Sebagai kesultanan maritim, perdagangan Banten semakin berkembang. Monopoli atas lada di
Lampung menempatkan Banten sebagai pedagang perantara dan salah satu pusat niaga yang
penting. Banten memiliki armada laut yang kuat, yang dibangun mengikuti contoh armada laut di
Eropa. Banten juga memperkenalkan pembukaan sawah di daerah pedalaman seperti di Lebak.
Naskah Sanghyang Siksa Kanda ng Karesian mengisahkan adanya istilah pahuma (peladang),
panggerek (pemburu), dan penyadap (penyadap). Ketiga istilah ini mengacu pada sistem ladang, begitu
juga dengan nama peralatannya seperti kujang, patik, baliung, kored, dan sadap. Pada masa Sultan
Ageng dilakukan pekerjaan pengairan besar untuk menunjang pertanian.

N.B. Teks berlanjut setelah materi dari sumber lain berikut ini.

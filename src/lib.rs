pub mod checker;
pub mod cli;
pub mod commands;
pub mod config;
pub mod counter;
pub mod error;
pub mod output;
pub mod runner;
pub mod scanner;

pub use error::{FileProbeError, Result};

pub const EXIT_SUCCESS: i32 = 0;
pub const EXIT_FILES_FAILED: i32 = 1;
pub const EXIT_CONFIG_ERROR: i32 = 2;

#[cfg(test)]
#[path = "lib_tests.rs"]
mod tests;
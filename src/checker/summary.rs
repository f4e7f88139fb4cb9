use serde::{Deserialize, Serialize};

use super::{FileResult, Status};

/// Aggregate over every file probed in one run.
///
/// The counts are derived from `results` when the summary is built and are
/// never updated on their own. A deserialized summary is rebuilt from its
/// results and rejected if the stored counts disagree.
#[derive(Debug, Clone, Default, PartialEq, Eq, Serialize, Deserialize)]
#[serde(try_from = "StoredSummary")]
pub struct Summary {
    total: usize,
    passed: usize,
    failed: usize,
    warnings: usize,
    results: Vec<FileResult>,
}

#[derive(Deserialize)]
struct StoredSummary {
    total: usize,
    passed: usize,
    failed: usize,
    warnings: usize,
    results: Vec<FileResult>,
}

impl TryFrom<StoredSummary> for Summary {
    type Error = String;

    fn try_from(stored: StoredSummary) -> Result<Self, Self::Error> {
        let summary = Self::from_results(stored.results);

        let recorded = (stored.total, stored.passed, stored.failed, stored.warnings);
        let derived = (summary.total, summary.passed, summary.failed, summary.warnings);
        if recorded != derived {
            return Err(format!(
                "counts (total, passed, failed, warnings) {recorded:?} do not match the results {derived:?}"
            ));
        }

        Ok(summary)
    }
}

impl Summary {
    #[must_use]
    pub fn from_results(results: Vec<FileResult>) -> Self {
        let count = |status: Status| results.iter().filter(|r| r.status() == status).count();

        Self {
            total: results.len(),
            passed: count(Status::Passed),
            failed: count(Status::Failed),
            warnings: count(Status::Warning),
            results,
        }
    }

    #[must_use]
    pub const fn total(&self) -> usize {
        self.total
    }

    #[must_use]
    pub const fn passed(&self) -> usize {
        self.passed
    }

    #[must_use]
    pub const fn failed(&self) -> usize {
        self.failed
    }

    #[must_use]
    pub const fn warnings(&self) -> usize {
        self.warnings
    }

    /// Results whose status is [`Status::Unknown`].
    #[must_use]
    pub fn unknown(&self) -> usize {
        self.results
            .iter()
            .filter(|r| r.status() == Status::Unknown)
            .count()
    }

    #[must_use]
    pub fn results(&self) -> &[FileResult] {
        &self.results
    }

    #[must_use]
    pub const fn is_empty(&self) -> bool {
        self.total == 0
    }

    #[must_use]
    pub const fn has_failures(&self) -> bool {
        self.failed > 0
    }

    pub fn failed_results(&self) -> impl Iterator<Item = &FileResult> {
        self.results.iter().filter(|r| r.is_failed())
    }

    pub fn warning_results(&self) -> impl Iterator<Item = &FileResult> {
        self.results.iter().filter(|r| r.is_warning())
    }
}

#[cfg(test)]
#[path = "summary_tests.rs"]
mod tests;
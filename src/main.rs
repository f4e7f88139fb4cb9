use clap::Parser;

use file_probe::cli::Cli;
use file_probe::commands::run_probe;

fn main() {
    let cli = Cli::parse();
    std::process::exit(run_probe(&cli));
}
mod directory;
mod filter;

pub use directory::DirectoryScanner;
pub use filter::{ExcludeFilter, FileFilter};

use std::path::{Path, PathBuf};

use crate::error::Result;

/// Trait for scanning directories and finding files.
pub trait FileScanner {
    /// Scan a directory and return every candidate file path in walk order.
    ///
    /// # Errors
    /// Returns an error if the directory cannot be read.
    fn scan(&self, root: &Path) -> Result<Vec<PathBuf>>;
}

/// Outcome of discovery.
///
/// A missing root is not an error; the caller decides how to report it.
#[derive(Debug, Clone, PartialEq, Eq)]
pub enum Discovery {
    RootMissing,
    Files(Vec<PathBuf>),
}

impl Discovery {
    /// The discovered files, empty when the root was missing.
    #[must_use]
    pub fn into_files(self) -> Vec<PathBuf> {
        match self {
            Self::RootMissing => Vec::new(),
            Self::Files(files) => files,
        }
    }
}

/// Enumerates files under a root, grouped by extension.
pub struct Discoverer<S: FileScanner> {
    scanner: S,
}

impl<S: FileScanner> Discoverer<S> {
    #[must_use]
    pub const fn new(scanner: S) -> Self {
        Self { scanner }
    }

    /// Find every file under `root` whose name ends with one of `extensions`.
    ///
    /// Extensions are processed in the order given; within one extension the
    /// scanner's walk order is kept. A file matching several extensions is
    /// listed once per extension.
    ///
    /// # Errors
    /// Returns an error if the scanner fails.
    pub fn discover(&self, root: &Path, extensions: &[String]) -> Result<Discovery> {
        if !root.exists() {
            return Ok(Discovery::RootMissing);
        }

        let candidates = self.scanner.scan(root)?;
        let files = extensions
            .iter()
            .flat_map(|ext| {
                candidates
                    .iter()
                    .filter(move |path| matches_extension(path, ext))
                    .cloned()
            })
            .collect();

        Ok(Discovery::Files(files))
    }
}

/// Whether the file name ends with `ext`, the way `*<ext>` matches a name.
#[must_use]
pub fn matches_extension(path: &Path, ext: &str) -> bool {
    path.file_name()
        .is_some_and(|name| name.to_string_lossy().ends_with(ext))
}

#[cfg(test)]
#[path = "mod_tests.rs"]
mod tests;
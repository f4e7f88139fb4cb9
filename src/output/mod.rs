mod error_output;
mod json;
mod progress;
mod text;

pub use error_output::{ErrorOutput, print_error_full, print_warning};
pub use json::{JsonFormatter, read_report, write_report};
pub use progress::ScanProgress;
pub use text::TextFormatter;

use crate::checker::Summary;
use crate::error::Result;

/// Trait for rendering a run summary.
pub trait ReportFormatter {
    /// Format the summary into a string.
    ///
    /// # Errors
    /// Returns an error if the formatting fails.
    fn format(&self, summary: &Summary) -> Result<String>;
}

/// Color output mode for terminal display.
#[derive(Debug, Clone, Copy, PartialEq, Eq, Default)]
pub enum ColorMode {
    /// Auto-detect: use colors if stdout is a TTY and `NO_COLOR` is not set
    #[default]
    Auto,
    /// Always use colors
    Always,
    /// Never use colors
    Never,
}

/// ANSI color codes
pub(crate) mod ansi {
    pub const RED: &str = "\x1b[31m";
    pub const GREEN: &str = "\x1b[32m";
    pub const YELLOW: &str = "\x1b[33m";
    pub const CYAN: &str = "\x1b[36m";
    pub const BOLD: &str = "\x1b[1m";
    pub const DIM: &str = "\x1b[2m";
    pub const RESET: &str = "\x1b[0m";
}

#[cfg(test)]
#[path = "mod_tests.rs"]
mod tests;
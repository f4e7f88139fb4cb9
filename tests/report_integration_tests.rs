//! Integration tests for the persisted JSON report.

mod common;

use common::TestFixture;
use predicates::prelude::*;

#[test]
fn report_has_summary_fields() {
    let fixture = TestFixture::new();
    fixture.create_file("a.txt", "one\ntwo\nthree\n");
    fixture.create_bytes("b.txt", &[0xc3, 0x28]);

    file_probe!()
        .current_dir(fixture.path())
        .args(["--no-config", "--color", "never"])
        .assert()
        .success()
        .stdout(predicate::str::contains("Report saved to test_report.json"));

    let report = fixture.read_report();
    assert_eq!(report["total"], 2);
    assert_eq!(report["passed"], 1);
    assert_eq!(report["failed"], 0);
    assert_eq!(report["warnings"], 1);
    assert_eq!(report["results"].as_array().unwrap().len(), 2);
}

#[test]
fn report_result_fields() {
    let fixture = TestFixture::new();
    fixture.create_file("a.txt", "one\ntwo\nthree\n");

    file_probe!()
        .current_dir(fixture.path())
        .args(["--no-config", "--quiet"])
        .assert()
        .success();

    let report = fixture.read_report();
    let result = &report["results"][0];
    assert!(result["file"].as_str().unwrap().ends_with("a.txt"));
    assert_eq!(result["exists"], true);
    assert_eq!(result["readable"], true);
    assert_eq!(result["size"], 14);
    assert_eq!(result["lines"], 3);
    assert_eq!(result["status"], "passed");
    assert_eq!(result["errors"].as_array().unwrap().len(), 0);
}

#[test]
fn report_records_encoding_warning_message() {
    let fixture = TestFixture::new();
    fixture.create_bytes("bin.json", &[0x00, 0xff, 0x80]);

    file_probe!()
        .current_dir(fixture.path())
        .args(["--no-config", "--quiet"])
        .assert()
        .success();

    let report = fixture.read_report();
    let result = &report["results"][0];
    assert_eq!(result["status"], "warning");
    assert_eq!(result["lines"], 0);
    assert_eq!(result["errors"][0], "Binary file or encoding issue");
}

#[test]
fn results_follow_extension_order() {
    let fixture = TestFixture::new();
    fixture.create_file("z.py", "x = 1\n");
    fixture.create_file("a.txt", "text\n");

    file_probe!()
        .current_dir(fixture.path())
        .args(["--no-config", "--quiet", "--extensions", ".py", ".txt"])
        .assert()
        .success();

    let report = fixture.read_report();
    let results = report["results"].as_array().unwrap();
    assert!(results[0]["file"].as_str().unwrap().ends_with("z.py"));
    assert!(results[1]["file"].as_str().unwrap().ends_with("a.txt"));
}

#[test]
fn output_flag_sets_report_path() {
    let fixture = TestFixture::new();
    fixture.create_file("a.txt", "x\n");

    file_probe!()
        .current_dir(fixture.path())
        .args(["--no-config", "--output", "custom.json"])
        .assert()
        .success()
        .stdout(predicate::str::contains("Report saved to custom.json"));

    assert!(fixture.path().join("custom.json").exists());
    assert!(!fixture.report_path().exists());
}

#[test]
fn existing_report_is_overwritten() {
    let fixture = TestFixture::new();
    fixture.create_file("a.txt", "x\n");
    fixture.create_file("out/report.json", "stale");

    file_probe!()
        .current_dir(fixture.path())
        .args(["--no-config", "--quiet", "--extensions", ".txt"])
        .args(["--output", "out/report.json"])
        .assert()
        .success();

    let content = std::fs::read_to_string(fixture.path().join("out/report.json")).unwrap();
    let report: serde_json::Value = serde_json::from_str(&content).unwrap();
    assert_eq!(report["total"], 1);
}

#[test]
fn unwritable_report_path_exits_with_config_error() {
    let fixture = TestFixture::new();
    fixture.create_file("a.txt", "x\n");

    file_probe!()
        .current_dir(fixture.path())
        .args(["--no-config", "--color", "never", "--output", "no/such/dir/r.json"])
        .assert()
        .code(2)
        .stderr(predicate::str::contains("✖ ReportWrite:"));
}

#[test]
fn default_root_reports_paths_without_leading_dot() {
    let fixture = TestFixture::new();
    fixture.create_file("a.txt", "x\n");
    fixture.create_file("src/b.txt", "y\n");

    file_probe!()
        .current_dir(fixture.path())
        .args(["--no-config", "--quiet", "--extensions", ".txt"])
        .assert()
        .success();

    let report = fixture.read_report();
    assert_eq!(report["results"][0]["file"], "a.txt");
    let nested = report["results"][1]["file"].as_str().unwrap();
    assert_eq!(nested.replace('\\', "/"), "src/b.txt");
}
//! Runs the probe over every discovered file and builds the summary.

use std::path::Path;

use crate::checker::{Checker, FileProbe, Summary};
use crate::config::Config;
use crate::error::Result;
use crate::output::{ColorMode, ScanProgress, print_warning};
use crate::scanner::{Discoverer, Discovery, DirectoryScanner, ExcludeFilter, FileScanner};
use crate::{EXIT_FILES_FAILED, EXIT_SUCCESS};

/// How much the runner reports on stderr while it works.
#[derive(Debug, Clone, Copy, Default)]
pub struct RunOptions {
    pub quiet: bool,
    pub verbose: bool,
    pub color: ColorMode,
}

pub struct Runner<S: FileScanner, C: Checker> {
    discoverer: Discoverer<S>,
    checker: C,
    options: RunOptions,
}

impl Runner<DirectoryScanner<ExcludeFilter>, FileProbe> {
    /// Build a runner that walks the real filesystem.
    ///
    /// # Errors
    /// Returns an error if an exclude pattern is not a valid glob.
    pub fn from_config(config: &Config, options: RunOptions) -> Result<Self> {
        let filter = ExcludeFilter::new(&config.exclude)?;
        let scanner = DirectoryScanner::new(filter);
        Ok(Self::new(scanner, FileProbe::new(), options))
    }
}

impl<S: FileScanner, C: Checker> Runner<S, C> {
    #[must_use]
    pub const fn new(scanner: S, checker: C, options: RunOptions) -> Self {
        Self {
            discoverer: Discoverer::new(scanner),
            checker,
            options,
        }
    }

    /// Discover files under `root` and probe each one, in discovery order.
    ///
    /// Nothing is probed when discovery finds no files. A missing root is
    /// reported as a warning and yields an empty summary.
    ///
    /// # Errors
    /// Returns an error only if the directory scan itself fails; per-file
    /// problems are recorded in the summary.
    pub fn run(&self, root: &Path, extensions: &[String]) -> Result<Summary> {
        self.status(&format!("Discovering files in {}...", root.display()));

        let files = match self.discoverer.discover(root, extensions)? {
            Discovery::RootMissing => {
                print_warning(
                    self.options.color,
                    &format!("Directory {} does not exist", root.display()),
                );
                return Ok(Summary::default());
            }
            Discovery::Files(files) => files,
        };

        if files.is_empty() {
            self.status("No files found to test.");
            return Ok(Summary::default());
        }

        self.status(&format!("Found {} file(s) to test.", files.len()));

        let progress = ScanProgress::new(files.len() as u64, self.options.quiet);
        let mut results = Vec::with_capacity(files.len());
        for path in &files {
            if self.options.verbose {
                progress.message(&format!("Testing: {}", path.display()));
            }
            results.push(self.checker.check(path));
            progress.inc();
        }
        progress.finish();

        Ok(Summary::from_results(results))
    }

    fn status(&self, message: &str) {
        if !self.options.quiet {
            eprintln!("{message}");
        }
    }
}

/// Process exit code for a finished run: non-zero iff any file failed.
#[must_use]
pub const fn exit_code(summary: &Summary) -> i32 {
    if summary.has_failures() {
        EXIT_FILES_FAILED
    } else {
        EXIT_SUCCESS
    }
}

#[cfg(test)]
#[path = "runner_tests.rs"]
mod tests;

Pengganti Sultan Ageng Tirtayasa adalah Sultan Haji. Sultan Haji cenderung berhubungan baik
dengan Belanda, sehingga Belanda dengan leluasa menanamkan pengaruhnya dalam pemerintahan.
Dukungan Belanda harus dibayar mahal karena Banten harus menyerahkan wilayah Lampung kepada
Belanda dan Sultan Haji diwajibkan membayar ganti rugi perang. Pasca wafatnya Sultan Haji, Belanda
semakin berkuasa di Banten, karena pengangkatan sultan Banten harus mendapat persetujuan dari
gubernur jenderal di Batavia. Perang saudara pun tidak dapat dihindari, dan meletus secara sporadis,
sehingga membuat Banten semakin mengalami kemunduran. Kesultanan Banten secara resmi masuk
menjadi wilayah Hindia Belanda pada tahun 1808. Kesultanan Banten akhirnya dihapuskan oleh
pemerintah kolonial Inggris pada tahun 1813, yakni dengan penurunan paksa Sultan Muhammad bin
Muhammad Muhyiddin Zainussalihin oleh Thomas Stamford Raffles.